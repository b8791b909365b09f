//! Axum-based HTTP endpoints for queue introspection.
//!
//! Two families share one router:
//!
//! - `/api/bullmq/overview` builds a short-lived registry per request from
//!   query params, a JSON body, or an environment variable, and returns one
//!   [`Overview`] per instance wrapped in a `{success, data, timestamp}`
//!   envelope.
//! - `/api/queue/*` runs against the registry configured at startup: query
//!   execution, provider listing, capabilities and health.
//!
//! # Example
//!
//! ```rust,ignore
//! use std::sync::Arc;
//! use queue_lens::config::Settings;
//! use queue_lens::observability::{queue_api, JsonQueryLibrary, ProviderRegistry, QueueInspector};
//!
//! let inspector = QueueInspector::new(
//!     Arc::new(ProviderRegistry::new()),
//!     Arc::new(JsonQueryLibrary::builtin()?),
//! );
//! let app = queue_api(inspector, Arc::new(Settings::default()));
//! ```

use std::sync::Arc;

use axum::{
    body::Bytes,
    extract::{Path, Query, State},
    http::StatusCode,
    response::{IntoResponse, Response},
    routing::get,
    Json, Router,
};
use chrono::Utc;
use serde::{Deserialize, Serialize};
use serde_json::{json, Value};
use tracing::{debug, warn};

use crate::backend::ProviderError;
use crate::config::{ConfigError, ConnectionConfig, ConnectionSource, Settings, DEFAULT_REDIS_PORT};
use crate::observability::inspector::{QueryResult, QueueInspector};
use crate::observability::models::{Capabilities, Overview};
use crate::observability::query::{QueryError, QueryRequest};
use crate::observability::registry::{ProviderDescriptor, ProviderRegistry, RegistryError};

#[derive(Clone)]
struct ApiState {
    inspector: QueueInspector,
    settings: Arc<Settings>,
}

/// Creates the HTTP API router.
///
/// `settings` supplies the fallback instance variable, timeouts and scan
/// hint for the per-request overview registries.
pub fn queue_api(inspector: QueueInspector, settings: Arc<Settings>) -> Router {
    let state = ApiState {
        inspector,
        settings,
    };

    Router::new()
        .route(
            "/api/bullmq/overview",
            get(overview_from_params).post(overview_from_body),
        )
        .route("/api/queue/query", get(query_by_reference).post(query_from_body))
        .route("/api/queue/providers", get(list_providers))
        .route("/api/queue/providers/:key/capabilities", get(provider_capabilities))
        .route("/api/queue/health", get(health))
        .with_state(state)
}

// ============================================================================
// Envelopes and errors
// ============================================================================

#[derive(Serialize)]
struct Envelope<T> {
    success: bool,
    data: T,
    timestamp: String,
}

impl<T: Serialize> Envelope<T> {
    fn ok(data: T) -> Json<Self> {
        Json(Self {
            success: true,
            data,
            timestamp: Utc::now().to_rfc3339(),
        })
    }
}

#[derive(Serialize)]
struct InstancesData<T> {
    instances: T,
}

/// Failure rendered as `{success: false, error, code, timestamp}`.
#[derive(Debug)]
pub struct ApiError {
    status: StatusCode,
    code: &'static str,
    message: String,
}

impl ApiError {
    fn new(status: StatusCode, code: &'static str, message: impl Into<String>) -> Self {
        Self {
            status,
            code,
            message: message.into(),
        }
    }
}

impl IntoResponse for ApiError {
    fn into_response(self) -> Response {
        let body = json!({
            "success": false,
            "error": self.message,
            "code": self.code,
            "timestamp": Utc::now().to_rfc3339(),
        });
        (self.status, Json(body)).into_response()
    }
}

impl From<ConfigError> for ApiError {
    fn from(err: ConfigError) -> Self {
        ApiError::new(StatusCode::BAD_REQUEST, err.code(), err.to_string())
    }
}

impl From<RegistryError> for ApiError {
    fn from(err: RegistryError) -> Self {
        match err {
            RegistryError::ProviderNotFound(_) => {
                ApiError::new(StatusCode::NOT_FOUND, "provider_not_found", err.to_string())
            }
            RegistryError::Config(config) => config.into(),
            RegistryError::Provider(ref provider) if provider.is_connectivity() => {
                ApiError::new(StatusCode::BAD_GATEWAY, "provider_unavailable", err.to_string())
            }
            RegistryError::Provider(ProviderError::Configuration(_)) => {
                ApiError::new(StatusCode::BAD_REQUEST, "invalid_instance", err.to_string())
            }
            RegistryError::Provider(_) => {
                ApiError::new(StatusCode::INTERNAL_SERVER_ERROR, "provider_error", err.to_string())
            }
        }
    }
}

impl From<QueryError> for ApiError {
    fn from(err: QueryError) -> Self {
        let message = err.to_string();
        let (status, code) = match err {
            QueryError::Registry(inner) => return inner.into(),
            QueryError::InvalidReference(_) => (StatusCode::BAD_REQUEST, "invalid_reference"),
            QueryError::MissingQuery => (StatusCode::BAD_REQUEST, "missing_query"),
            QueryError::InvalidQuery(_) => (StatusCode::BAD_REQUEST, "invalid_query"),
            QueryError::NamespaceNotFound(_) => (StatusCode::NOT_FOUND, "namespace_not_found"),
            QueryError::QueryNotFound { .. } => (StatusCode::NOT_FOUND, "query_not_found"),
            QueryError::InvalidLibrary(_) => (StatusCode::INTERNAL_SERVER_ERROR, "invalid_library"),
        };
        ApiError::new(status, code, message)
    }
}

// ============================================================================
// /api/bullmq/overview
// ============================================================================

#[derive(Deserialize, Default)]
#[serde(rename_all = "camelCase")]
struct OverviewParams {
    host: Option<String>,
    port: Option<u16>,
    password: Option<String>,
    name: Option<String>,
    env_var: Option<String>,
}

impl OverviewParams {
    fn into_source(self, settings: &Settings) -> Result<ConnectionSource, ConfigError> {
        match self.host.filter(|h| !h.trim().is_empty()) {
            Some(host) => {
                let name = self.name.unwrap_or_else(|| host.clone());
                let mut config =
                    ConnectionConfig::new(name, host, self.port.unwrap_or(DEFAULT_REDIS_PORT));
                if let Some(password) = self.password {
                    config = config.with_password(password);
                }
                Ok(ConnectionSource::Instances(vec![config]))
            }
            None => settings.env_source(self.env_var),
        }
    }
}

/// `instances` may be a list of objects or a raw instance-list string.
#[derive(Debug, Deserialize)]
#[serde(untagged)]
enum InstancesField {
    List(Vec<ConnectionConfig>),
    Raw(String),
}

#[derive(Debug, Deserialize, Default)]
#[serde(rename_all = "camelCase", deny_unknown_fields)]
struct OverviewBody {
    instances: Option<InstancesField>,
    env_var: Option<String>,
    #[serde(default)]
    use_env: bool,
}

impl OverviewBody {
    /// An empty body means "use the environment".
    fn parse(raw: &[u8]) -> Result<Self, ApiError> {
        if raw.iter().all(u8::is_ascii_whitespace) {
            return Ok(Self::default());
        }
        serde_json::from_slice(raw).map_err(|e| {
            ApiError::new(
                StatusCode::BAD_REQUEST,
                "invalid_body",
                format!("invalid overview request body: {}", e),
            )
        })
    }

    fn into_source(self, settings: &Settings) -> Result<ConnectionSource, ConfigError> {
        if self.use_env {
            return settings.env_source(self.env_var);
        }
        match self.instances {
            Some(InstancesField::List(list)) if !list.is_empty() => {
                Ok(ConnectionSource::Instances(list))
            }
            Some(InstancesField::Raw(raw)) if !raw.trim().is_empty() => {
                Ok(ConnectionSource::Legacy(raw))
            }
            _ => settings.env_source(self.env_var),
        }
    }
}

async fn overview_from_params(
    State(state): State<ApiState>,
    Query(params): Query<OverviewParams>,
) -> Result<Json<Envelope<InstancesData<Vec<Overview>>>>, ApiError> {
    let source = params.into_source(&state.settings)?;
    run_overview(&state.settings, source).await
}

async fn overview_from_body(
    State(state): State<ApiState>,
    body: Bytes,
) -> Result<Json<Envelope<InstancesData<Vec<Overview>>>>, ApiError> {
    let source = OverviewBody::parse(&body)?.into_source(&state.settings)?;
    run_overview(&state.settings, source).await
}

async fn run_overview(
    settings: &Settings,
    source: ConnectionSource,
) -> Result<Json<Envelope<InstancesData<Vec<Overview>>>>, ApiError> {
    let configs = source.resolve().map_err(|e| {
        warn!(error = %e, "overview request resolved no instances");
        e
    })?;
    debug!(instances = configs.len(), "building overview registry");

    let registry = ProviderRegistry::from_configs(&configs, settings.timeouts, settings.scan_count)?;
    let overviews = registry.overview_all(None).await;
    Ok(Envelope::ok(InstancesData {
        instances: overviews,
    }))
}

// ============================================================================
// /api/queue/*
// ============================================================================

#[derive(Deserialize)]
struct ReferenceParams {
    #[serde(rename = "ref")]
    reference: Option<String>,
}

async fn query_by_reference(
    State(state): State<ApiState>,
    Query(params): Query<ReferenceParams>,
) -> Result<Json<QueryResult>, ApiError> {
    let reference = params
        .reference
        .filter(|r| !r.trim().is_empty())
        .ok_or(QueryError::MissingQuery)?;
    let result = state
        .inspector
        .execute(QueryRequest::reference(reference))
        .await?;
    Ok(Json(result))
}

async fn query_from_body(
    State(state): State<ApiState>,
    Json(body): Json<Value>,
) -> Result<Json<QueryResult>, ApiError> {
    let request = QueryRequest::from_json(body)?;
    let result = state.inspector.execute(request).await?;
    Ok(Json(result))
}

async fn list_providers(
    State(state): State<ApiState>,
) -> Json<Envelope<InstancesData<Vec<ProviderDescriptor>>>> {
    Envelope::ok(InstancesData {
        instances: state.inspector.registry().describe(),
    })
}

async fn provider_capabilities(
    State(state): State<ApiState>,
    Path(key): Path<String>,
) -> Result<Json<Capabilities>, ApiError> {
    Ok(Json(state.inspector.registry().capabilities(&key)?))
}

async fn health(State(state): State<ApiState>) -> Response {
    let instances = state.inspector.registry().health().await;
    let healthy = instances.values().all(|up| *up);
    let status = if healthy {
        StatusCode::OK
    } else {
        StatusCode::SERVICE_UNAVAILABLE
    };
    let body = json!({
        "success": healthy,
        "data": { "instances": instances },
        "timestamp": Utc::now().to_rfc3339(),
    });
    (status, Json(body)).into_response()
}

—————

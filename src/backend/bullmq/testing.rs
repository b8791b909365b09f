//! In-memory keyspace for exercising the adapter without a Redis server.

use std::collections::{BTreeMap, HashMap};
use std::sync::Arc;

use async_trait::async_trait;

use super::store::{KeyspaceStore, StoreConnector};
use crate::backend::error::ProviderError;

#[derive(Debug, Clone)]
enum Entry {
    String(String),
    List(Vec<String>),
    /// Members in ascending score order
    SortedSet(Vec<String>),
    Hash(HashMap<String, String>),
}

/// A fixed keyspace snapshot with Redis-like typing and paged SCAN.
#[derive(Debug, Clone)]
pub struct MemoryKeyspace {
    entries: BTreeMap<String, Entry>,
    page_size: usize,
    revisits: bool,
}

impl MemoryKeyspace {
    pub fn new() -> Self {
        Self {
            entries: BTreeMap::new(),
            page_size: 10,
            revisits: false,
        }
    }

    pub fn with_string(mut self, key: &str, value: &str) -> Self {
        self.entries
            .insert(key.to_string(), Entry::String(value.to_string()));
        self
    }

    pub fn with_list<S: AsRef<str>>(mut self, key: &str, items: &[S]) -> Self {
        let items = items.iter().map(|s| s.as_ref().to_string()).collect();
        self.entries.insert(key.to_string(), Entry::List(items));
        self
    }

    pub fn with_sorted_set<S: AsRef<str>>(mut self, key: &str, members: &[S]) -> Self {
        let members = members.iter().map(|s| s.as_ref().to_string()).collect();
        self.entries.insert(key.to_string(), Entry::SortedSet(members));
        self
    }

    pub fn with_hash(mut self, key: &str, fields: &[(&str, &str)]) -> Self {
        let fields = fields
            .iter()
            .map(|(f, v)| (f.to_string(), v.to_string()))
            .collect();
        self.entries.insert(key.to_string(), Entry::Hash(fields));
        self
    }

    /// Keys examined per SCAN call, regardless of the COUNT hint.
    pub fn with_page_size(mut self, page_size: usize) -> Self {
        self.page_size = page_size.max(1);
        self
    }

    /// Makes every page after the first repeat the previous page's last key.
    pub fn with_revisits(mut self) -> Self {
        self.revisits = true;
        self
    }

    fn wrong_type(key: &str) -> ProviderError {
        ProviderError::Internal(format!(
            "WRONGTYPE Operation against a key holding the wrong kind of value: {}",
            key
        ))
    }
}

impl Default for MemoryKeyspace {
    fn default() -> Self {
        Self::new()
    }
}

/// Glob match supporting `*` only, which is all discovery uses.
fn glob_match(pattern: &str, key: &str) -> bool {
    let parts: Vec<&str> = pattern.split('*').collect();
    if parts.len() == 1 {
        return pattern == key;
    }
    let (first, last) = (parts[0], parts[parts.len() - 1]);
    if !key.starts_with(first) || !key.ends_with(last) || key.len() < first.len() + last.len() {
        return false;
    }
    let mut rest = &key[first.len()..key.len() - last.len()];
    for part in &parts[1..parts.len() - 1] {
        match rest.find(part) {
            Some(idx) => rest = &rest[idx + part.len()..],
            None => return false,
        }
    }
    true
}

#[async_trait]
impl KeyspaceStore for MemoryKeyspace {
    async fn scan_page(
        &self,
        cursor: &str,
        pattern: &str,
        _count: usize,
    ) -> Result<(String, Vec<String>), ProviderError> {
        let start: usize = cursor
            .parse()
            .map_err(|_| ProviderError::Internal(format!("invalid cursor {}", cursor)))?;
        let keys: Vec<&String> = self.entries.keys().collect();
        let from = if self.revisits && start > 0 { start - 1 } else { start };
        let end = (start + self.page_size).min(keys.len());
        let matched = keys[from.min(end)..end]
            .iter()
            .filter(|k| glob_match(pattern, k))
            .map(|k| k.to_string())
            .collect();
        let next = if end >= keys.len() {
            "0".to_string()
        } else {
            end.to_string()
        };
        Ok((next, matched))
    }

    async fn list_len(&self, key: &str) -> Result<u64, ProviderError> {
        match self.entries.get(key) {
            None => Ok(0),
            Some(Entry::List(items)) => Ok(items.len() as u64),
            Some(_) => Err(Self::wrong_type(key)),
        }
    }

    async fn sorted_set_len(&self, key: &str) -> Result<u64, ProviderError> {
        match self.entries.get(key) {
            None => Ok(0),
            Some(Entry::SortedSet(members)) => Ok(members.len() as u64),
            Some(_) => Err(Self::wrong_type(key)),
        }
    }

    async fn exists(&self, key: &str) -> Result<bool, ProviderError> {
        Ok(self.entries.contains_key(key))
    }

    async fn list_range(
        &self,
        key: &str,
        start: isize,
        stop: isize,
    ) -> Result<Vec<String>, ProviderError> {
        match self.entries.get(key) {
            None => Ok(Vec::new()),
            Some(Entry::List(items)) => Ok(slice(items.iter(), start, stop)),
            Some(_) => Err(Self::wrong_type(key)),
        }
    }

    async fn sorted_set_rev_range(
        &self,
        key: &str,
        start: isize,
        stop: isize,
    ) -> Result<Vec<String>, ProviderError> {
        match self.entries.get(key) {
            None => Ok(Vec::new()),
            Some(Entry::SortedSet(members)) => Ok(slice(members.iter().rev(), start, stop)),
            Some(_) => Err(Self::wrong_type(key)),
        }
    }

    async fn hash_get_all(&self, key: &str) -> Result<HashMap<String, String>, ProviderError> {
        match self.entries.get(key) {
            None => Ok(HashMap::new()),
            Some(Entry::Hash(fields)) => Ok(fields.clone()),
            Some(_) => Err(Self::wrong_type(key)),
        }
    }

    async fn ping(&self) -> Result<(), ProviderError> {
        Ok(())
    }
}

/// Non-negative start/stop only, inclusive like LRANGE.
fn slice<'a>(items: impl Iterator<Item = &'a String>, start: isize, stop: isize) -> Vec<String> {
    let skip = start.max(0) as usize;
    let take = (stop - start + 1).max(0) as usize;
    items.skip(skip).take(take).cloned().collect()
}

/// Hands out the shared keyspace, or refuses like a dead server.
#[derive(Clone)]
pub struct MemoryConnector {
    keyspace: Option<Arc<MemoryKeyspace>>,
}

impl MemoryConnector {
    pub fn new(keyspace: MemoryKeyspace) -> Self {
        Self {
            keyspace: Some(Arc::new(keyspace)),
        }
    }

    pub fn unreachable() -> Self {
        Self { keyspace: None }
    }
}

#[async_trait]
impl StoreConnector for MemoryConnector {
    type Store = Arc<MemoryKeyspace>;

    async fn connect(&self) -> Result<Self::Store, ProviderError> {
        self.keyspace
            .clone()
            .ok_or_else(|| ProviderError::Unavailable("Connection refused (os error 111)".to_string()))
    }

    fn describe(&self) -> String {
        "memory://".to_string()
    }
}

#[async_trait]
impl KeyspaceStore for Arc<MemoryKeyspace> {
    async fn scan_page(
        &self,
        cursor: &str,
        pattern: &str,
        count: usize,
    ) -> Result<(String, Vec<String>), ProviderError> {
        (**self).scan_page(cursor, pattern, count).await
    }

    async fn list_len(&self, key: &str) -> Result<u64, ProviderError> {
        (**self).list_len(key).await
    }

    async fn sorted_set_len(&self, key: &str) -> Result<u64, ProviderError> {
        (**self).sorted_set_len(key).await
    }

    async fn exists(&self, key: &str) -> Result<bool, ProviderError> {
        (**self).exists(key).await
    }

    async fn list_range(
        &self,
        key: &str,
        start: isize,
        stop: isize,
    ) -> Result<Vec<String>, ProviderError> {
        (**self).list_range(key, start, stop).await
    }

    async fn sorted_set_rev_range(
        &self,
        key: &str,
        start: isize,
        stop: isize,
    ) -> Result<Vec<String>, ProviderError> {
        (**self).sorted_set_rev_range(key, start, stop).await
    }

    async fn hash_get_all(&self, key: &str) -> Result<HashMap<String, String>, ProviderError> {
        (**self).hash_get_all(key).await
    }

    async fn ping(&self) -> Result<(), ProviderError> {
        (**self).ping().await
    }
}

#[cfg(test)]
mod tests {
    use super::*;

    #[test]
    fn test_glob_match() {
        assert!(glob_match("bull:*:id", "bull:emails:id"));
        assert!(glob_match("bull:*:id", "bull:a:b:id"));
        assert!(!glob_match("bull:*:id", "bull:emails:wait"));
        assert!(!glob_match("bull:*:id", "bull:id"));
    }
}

—————

> [Brief]:
Retrieve each line from the records above where the word "trim" occurs.

> [Reply]:
        match self.host.filter(|h| !h.trim().is_empty()) {
            Some(InstancesField::Raw(raw)) if !raw.trim().is_empty() => {
        .filter(|r| !r.trim().is_empty())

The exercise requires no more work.